*** Opening of Records provided ***

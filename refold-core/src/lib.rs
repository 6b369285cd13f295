//! Core types and engine for the refold event-sourcing library.
//!
//! This crate provides the storage-agnostic machinery:
//!
//! - [`stream`] - Stream naming (`StreamName`)
//! - [`event`] - Wire records and the codec seam (`TimelineEvent`,
//!   `EventData`, `EventCodec`)
//! - [`token`] - Position and token model (`Position`, `StreamToken`)
//! - [`fold`] - Pure state reconstitution (`Fold`)
//! - [`store`] - Storage adapter contract (`EventStore`) and the
//!   in-memory reference store
//! - [`access`] - Load/write access strategies (`AccessStrategy`)
//! - [`cache`] - Per-stream state caching (`StateCache`,
//!   `CachingStrategy`)
//! - [`category`] - Load/sync engine (`Category`)
//! - [`decider`] - Public facade (`Decider`)
//!
//! Most users should depend on the `refold` crate, which re-exports these
//! together with the storage backends.

pub mod access;
pub mod cache;
pub mod category;
pub mod decider;
pub mod event;
pub mod fold;
pub mod store;
pub mod stream;
pub mod token;

pub use access::AccessStrategy;
pub use cache::{CachingStrategy, StateCache};
pub use category::{Category, ConfigError, LoadOption, SyncResult, TransactError};
pub use decider::Decider;
pub use event::{EventCodec, EventContext, EventData, EventType, JsonCodec, TimelineEvent};
pub use fold::Fold;
pub use store::{AppendOutcome, EventStore, ExpectedVersion, StoreError};
pub use stream::{StreamName, StreamNameError};
pub use token::{Position, StreamToken};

*** Close of Records provided ***

→ **Work item**
Look through the entries above and copy each line that has "CachingStrategy" in it.

→ **Answer section**
//!   `CachingStrategy`)
pub use cache::{CachingStrategy, StateCache};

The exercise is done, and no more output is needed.